Peter Magyar beat Viktor Orban after 16 years of power in Hungary. That alone is news. But what he did next is more interesting - he nominated none other than Orban to be the new head of the European Commission, replacing Ursula von der Leyen.

He has vision and a firm policy on migration. He's popular among ordinary people. While Western politicians were lying to their citizens, Orban was telling them the truth, declared the leader of the Tisza party. A sentence that triggers collective headaches in Brussels.
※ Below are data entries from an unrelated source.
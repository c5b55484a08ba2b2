use std::sync::Arc;

use async_trait::async_trait;
use chrono::NaiveDate;

use health_tracker_dashboard::{DashboardAggregator, DashboardError, DisplayCalendar};
use health_tracker_store::{DailyRecord, DailyStore, InMemoryDailyStore, MetricField, StoreError};

/// Monday; yesterday is Sunday 2024-01-14 and the week is 2024-01-08..=2024-01-14.
fn today() -> NaiveDate {
    day(15)
}

fn day(d: u32) -> NaiveDate {
    NaiveDate::from_ymd_opt(2024, 1, d).unwrap()
}

fn aggregator(records: Vec<DailyRecord>) -> DashboardAggregator {
    let store: InMemoryDailyStore = records.into_iter().collect();
    DashboardAggregator::new(Arc::new(store), DisplayCalendar::default())
}

fn steps(d: u32, actual: Option<i64>, goal: Option<i64>) -> DailyRecord {
    DailyRecord {
        steps_actual: actual,
        steps_goal: goal,
        ..DailyRecord::new(day(d))
    }
}

struct FailingStore;

#[async_trait]
impl DailyStore for FailingStore {
    async fn get_record(&self, _date: NaiveDate) -> Result<Option<DailyRecord>, StoreError> {
        Err(StoreError::Unavailable("disk gone".into()))
    }
    async fn get_range(
        &self,
        _start: NaiveDate,
        _end: NaiveDate,
    ) -> Result<Vec<DailyRecord>, StoreError> {
        Err(StoreError::Unavailable("disk gone".into()))
    }
    async fn get_history(&self) -> Result<Vec<DailyRecord>, StoreError> {
        Err(StoreError::Unavailable("disk gone".into()))
    }
    async fn earliest_date(&self) -> Result<Option<NaiveDate>, StoreError> {
        Err(StoreError::Unavailable("disk gone".into()))
    }
    async fn latest_date_with(
        &self,
        _field: MetricField,
    ) -> Result<Option<NaiveDate>, StoreError> {
        Err(StoreError::Unavailable("disk gone".into()))
    }
}

#[tokio::test]
async fn empty_store_gives_neutral_dashboard() {
    let out = aggregator(vec![]).fetch_dashboard_on(today()).await.unwrap();

    assert_eq!(out.calories.days.len(), 7);
    assert!(out.calories.days.iter().all(|d| !d.recorded));
    assert_eq!(out.calories.days[0].date, day(8));
    assert_eq!(out.calories.days[0].weekday, "Monday");
    assert_eq!(out.calories.days[6].weekday, "Sunday");

    assert_eq!(out.steps.weekly_average, 0.0);
    assert_eq!(out.steps.previous_weekly_average, 0.0);
    assert_eq!(out.steps.all_time_max, None);
    assert_eq!(out.steps.current_streak, 0);
    assert_eq!(out.steps.longest_streak.length, 0);
    assert_eq!(out.steps.longest_streak.end_date, None);

    assert_eq!(out.cardio.weekly_low_intensity_minutes, 0);
    assert_eq!(out.strength.weekly_workouts, 0);
    assert!(out.strength.workout_counts.is_empty());
    assert_eq!(out.physio.yesterday_active, None);
    assert!(out.weight.readings.is_empty());
}

#[tokio::test]
async fn weekly_step_average_divides_by_seven() {
    let agg = aggregator(vec![
        steps(3, Some(700), Some(500)),
        steps(8, Some(1000), None),
        steps(9, Some(2000), None),
    ]);
    let out = agg.fetch_dashboard_on(today()).await.unwrap();
    assert!((out.steps.weekly_average - 3000.0 / 7.0).abs() < 1e-9);
    assert!((out.steps.previous_weekly_average - 100.0).abs() < 1e-9);
    let peak = out.steps.all_time_max.unwrap();
    assert_eq!((peak.steps, peak.date), (2000, day(9)));
}

#[tokio::test]
async fn steps_current_streak_counts_back_from_yesterday() {
    let agg = aggregator(vec![
        steps(10, Some(9000), Some(8000)),
        steps(11, Some(100), Some(8000)),
        steps(12, Some(8000), Some(8000)),
        steps(13, Some(8500), Some(8000)),
        steps(14, Some(12000), Some(8000)),
    ]);
    let out = agg.fetch_dashboard_on(today()).await.unwrap();
    assert_eq!(out.steps.current_streak, 3);
    assert_eq!(out.steps.longest_streak.length, 3);
    assert_eq!(out.steps.longest_streak.end_date, Some(day(14)));
    assert_eq!(out.steps.yesterday.actual, Some(12000));
    assert_eq!(out.steps.yesterday.goal, Some(8000));
}

#[tokio::test]
async fn null_step_field_stops_the_streak() {
    let agg = aggregator(vec![
        steps(12, Some(9000), Some(8000)),
        steps(13, None, Some(8000)),
        steps(14, Some(9000), Some(8000)),
    ]);
    let out = agg.fetch_dashboard_on(today()).await.unwrap();
    assert_eq!(out.steps.current_streak, 1);
}

#[tokio::test]
async fn no_record_yesterday_means_no_current_streak() {
    let agg = aggregator(vec![
        steps(11, Some(9000), Some(8000)),
        steps(12, Some(9000), Some(8000)),
        steps(13, Some(9000), Some(8000)),
    ]);
    let out = agg.fetch_dashboard_on(today()).await.unwrap();
    assert_eq!(out.steps.current_streak, 0);
    assert_eq!(out.steps.longest_streak.length, 3);
    assert_eq!(out.steps.yesterday.actual, None);
}

#[tokio::test]
async fn streaks_separated_by_gap_do_not_merge() {
    let agg = aggregator(vec![
        steps(2, Some(9000), Some(8000)),
        steps(6, Some(9000), Some(8000)),
    ]);
    let out = agg.fetch_dashboard_on(today()).await.unwrap();
    assert_eq!(out.steps.longest_streak.length, 1);
    assert_eq!(out.steps.longest_streak.end_date, Some(day(2)));
}

#[tokio::test]
async fn physio_inactive_day_is_skipped() {
    let physio = |d, active, completed| DailyRecord {
        physio_active: active,
        physio_completed: completed,
        ..DailyRecord::new(day(d))
    };
    let agg = aggregator(vec![
        physio(12, Some(true), Some(true)),
        physio(13, Some(false), None),
        physio(14, Some(true), Some(true)),
    ]);
    let out = agg.fetch_dashboard_on(today()).await.unwrap();
    assert_eq!(out.physio.longest_streak.length, 2);
    assert_eq!(out.physio.longest_streak.end_date, Some(day(14)));
    assert_eq!(out.physio.current_streak, 2);
    assert_eq!(out.physio.yesterday_active, Some(true));
}

#[tokio::test]
async fn cardio_and_strength_weekly_figures() {
    let record = |d, low, high, workout: Option<&str>| DailyRecord {
        cardio_low_intensity_minutes: low,
        cardio_high_intensity_minutes: high,
        strength_workout_type: workout.map(str::to_string),
        ..DailyRecord::new(day(d))
    };
    let agg = aggregator(vec![
        record(1, Some(60), None, Some("Legs")),
        record(8, Some(10), None, Some("Legs")),
        record(9, None, Some(5), Some("None")),
        record(10, Some(20), None, Some("Upper")),
        record(14, None, None, None),
    ]);
    let out = agg.fetch_dashboard_on(today()).await.unwrap();

    assert_eq!(out.cardio.weekly_low_intensity_minutes, 30);
    assert_eq!(out.cardio.weekly_high_intensity_minutes, 5);
    assert_eq!(out.cardio.current_streak, 0);

    assert_eq!(out.strength.weekly_workouts, 2);
    assert_eq!(out.strength.workout_counts.get("Legs"), Some(&2));
    assert_eq!(out.strength.workout_counts.get("Upper"), Some(&1));
    assert!(!out.strength.workout_counts.contains_key("None"));
}

#[tokio::test]
async fn weight_history_ends_at_latest_weigh_in() {
    let weigh = |on: NaiveDate, kg| DailyRecord {
        weight_kg: Some(kg),
        ..DailyRecord::new(on)
    };
    let agg = aggregator(vec![
        weigh(NaiveDate::from_ymd_opt(2022, 6, 1).unwrap(), 150.0),
        weigh(NaiveDate::from_ymd_opt(2023, 2, 1).unwrap(), 140.0),
        weigh(NaiveDate::from_ymd_opt(2023, 6, 30).unwrap(), 135.5),
        steps(14, Some(1), Some(1)),
    ]);
    let out = agg.fetch_dashboard_on(today()).await.unwrap();
    let dates: Vec<_> = out.weight.readings.iter().map(|r| r.date).collect();
    assert_eq!(
        dates,
        vec![
            NaiveDate::from_ymd_opt(2023, 2, 1).unwrap(),
            NaiveDate::from_ymd_opt(2023, 6, 30).unwrap(),
        ]
    );
    assert_eq!(out.weight.readings[1].weight_kg, 135.5);
}

#[tokio::test]
async fn null_row_yesterday_differs_from_no_row() {
    let agg = aggregator(vec![DailyRecord::new(day(14))]);
    let out = agg.fetch_dashboard_on(today()).await.unwrap();
    assert!(out.calories.days[6].recorded);
    assert!(!out.calories.days[5].recorded);
    assert_eq!(out.calories.days[6].green_goal, None);
    assert_eq!(out.steps.yesterday.actual, None);
    assert_eq!(out.physio.yesterday_active, None);
    // NULL physio flag is neutral; NULL steps break
    assert_eq!(out.physio.current_streak, 0);
    assert_eq!(out.steps.current_streak, 0);

    let report = agg.missing_data_on("dashboard", today()).await.unwrap();
    assert_eq!(report.count, 0);
    let report = agg.missing_data_on("steps", today()).await.unwrap();
    assert_eq!(report.count, 1);
}

#[tokio::test]
async fn missing_dashboard_on_empty_store_is_empty() {
    let report = aggregator(vec![])
        .missing_data_on("dashboard", today())
        .await
        .unwrap();
    assert_eq!(report.scope, "dashboard");
    assert_eq!(report.count, 0);
    assert!(report.dates.is_empty());
}

#[tokio::test]
async fn missing_dashboard_lists_dates_after_single_record() {
    let agg = aggregator(vec![DailyRecord::new(day(11))]);
    let report = agg.missing_data_on("Dashboard", today()).await.unwrap();
    let dates: Vec<_> = report.dates.iter().map(|m| m.date).collect();
    assert_eq!(dates, vec![day(12), day(13), day(14)]);
    assert_eq!(report.count, 3);
    assert_eq!(report.dates[1].display, "Saturday, 13th January");
}

#[tokio::test]
async fn missing_steps_includes_null_fields() {
    let agg = aggregator(vec![
        steps(12, Some(9000), Some(8000)),
        steps(13, Some(9000), None),
    ]);
    let report = agg.missing_data_on("steps", today()).await.unwrap();
    let dates: Vec<_> = report.dates.iter().map(|m| m.date).collect();
    assert_eq!(dates, vec![day(13), day(14)]);
}

#[tokio::test]
async fn record_dated_today_is_not_scanned() {
    let agg = aggregator(vec![DailyRecord::new(today())]);
    let report = agg.missing_data_on("weight", today()).await.unwrap();
    assert_eq!(report.count, 0);
}

#[tokio::test]
async fn unknown_scope_is_empty_without_touching_store() {
    let agg = DashboardAggregator::new(Arc::new(FailingStore), DisplayCalendar::default());
    let report = agg.missing_data_on("sleep", today()).await.unwrap();
    assert_eq!(report.scope, "sleep");
    assert_eq!(report.count, 0);
}

#[tokio::test]
async fn storage_failures_propagate() {
    let agg = DashboardAggregator::new(Arc::new(FailingStore), DisplayCalendar::default());
    let err = agg.fetch_dashboard_on(today()).await.unwrap_err();
    assert!(matches!(
        err,
        DashboardError::Store(StoreError::Unavailable(_))
    ));
    assert!(err.to_string().contains("disk gone"));

    let err = agg.missing_data_on("physio", today()).await.unwrap_err();
    assert!(matches!(err, DashboardError::Store(_)));
}

#[tokio::test]
async fn dashboard_serializes_with_expected_keys() {
    let out = aggregator(vec![steps(14, Some(5), Some(4))])
        .fetch_dashboard_on(today())
        .await
        .unwrap();
    let v = serde_json::to_value(&out).unwrap();
    for key in ["calories", "steps", "cardio", "strength", "physio", "weight"] {
        assert!(v.get(key).is_some(), "missing key {key}");
    }
    assert_eq!(v["calories"]["days"][6]["date"], "2024-01-14");
}
use health_tracker_store::DailyRecord;
use serde::{Deserialize, Serialize};

use crate::series::{DateRange, DateSeries};
use crate::streak::{LongestStreak, StreakStep, current_streak, longest_streak};
use crate::window::window_total;

/// Minutes of cardio (any intensity) a day needs to count toward the streak.
pub const STREAK_MINUTES: i64 = 15;

#[derive(Clone, Debug, PartialEq, Deserialize, Serialize)]
pub struct CardioSummary {
    pub weekly_low_intensity_minutes: i64,
    pub weekly_high_intensity_minutes: i64,
    pub current_streak: u32,
    pub longest_streak: LongestStreak,
}

pub fn cardio_step(record: &DailyRecord) -> StreakStep {
    if record.cardio_minutes() >= STREAK_MINUTES {
        StreakStep::Continue
    } else {
        StreakStep::Break
    }
}

pub fn summarize_cardio(
    recent: &DateSeries,
    history: &DateSeries,
    week: DateRange,
) -> CardioSummary {
    let low = window_total(recent, week, |r| r.cardio_low_intensity_minutes);
    let high = window_total(recent, week, |r| r.cardio_high_intensity_minutes);

    CardioSummary {
        weekly_low_intensity_minutes: low.sum,
        weekly_high_intensity_minutes: high.sum,
        current_streak: current_streak(history, week.end, cardio_step),
        longest_streak: longest_streak(history, cardio_step),
    }
}
//! Fixed display calendar used for "today", weekday names and display dates.
//!
//! The offset is configured explicitly so results never depend on the process
//! time zone.

use chrono::{DateTime, Datelike, Duration, FixedOffset, NaiveDate, Offset, Utc};

/// Sydney standard time, in minutes east of UTC.
pub const DEFAULT_UTC_OFFSET_MINUTES: i32 = 600;

#[derive(Clone, Copy, Debug, PartialEq, Eq)]
pub struct DisplayCalendar {
    offset: FixedOffset,
}

impl Default for DisplayCalendar {
    fn default() -> Self {
        let offset = FixedOffset::east_opt(DEFAULT_UTC_OFFSET_MINUTES * 60).unwrap_or(Utc.fix());
        Self::new(offset)
    }
}

impl DisplayCalendar {
    pub fn new(offset: FixedOffset) -> Self {
        Self { offset }
    }

    /// `None` when the offset is outside ±24h.
    pub fn from_offset_minutes(minutes: i32) -> Option<Self> {
        minutes
            .checked_mul(60)
            .and_then(FixedOffset::east_opt)
            .map(Self::new)
    }

    pub fn offset(&self) -> FixedOffset {
        self.offset
    }

    /// Calendar date of `instant` in this calendar.
    pub fn date_of(&self, instant: DateTime<Utc>) -> NaiveDate {
        instant.with_timezone(&self.offset).date_naive()
    }

    pub fn today(&self) -> NaiveDate {
        self.date_of(Utc::now())
    }

    /// Full English weekday name, e.g. `Monday`.
    pub fn weekday_name(&self, date: NaiveDate) -> String {
        date.format("%A").to_string()
    }

    /// e.g. `2024-01-13` -> `Saturday, 13th January`.
    pub fn display_date(&self, date: NaiveDate) -> String {
        format!(
            "{}, {}{} {}",
            self.weekday_name(date),
            date.day(),
            ordinal_suffix(date.day()),
            date.format("%B")
        )
    }
}

/// The most recent complete day.
pub fn yesterday(today: NaiveDate) -> NaiveDate {
    today - Duration::days(1)
}

fn ordinal_suffix(day: u32) -> &'static str {
    match (day % 10, day % 100) {
        (_, 11..=13) => "th",
        (1, _) => "st",
        (2, _) => "nd",
        (3, _) => "rd",
        _ => "th",
    }
}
The irony is thick. Von der Leyen had just compared Magyar's victory to the anti-communist uprisings of 1956 and 1989 - and now the very winner is asking her to be replaced by the man they liberated Hungary from. Is this an elegant way to ship Orban away from domestic politics, or does Magyar genuinely believe Europe needs right-wing leadership for the migration crisis?

Magyar presents himself as pro-European - he wants to unblock Hungary's frozen EU funds. But his support for Orban suggests that the new Hungarian government won't fully abandon nationalist rhetoric. In the Balkans, this isn't new - politicians change, but the tone stays the same. How many European leaders need to nominate controversial names before Brussels figures out that pro-European doesn't mean the same thing to everyone?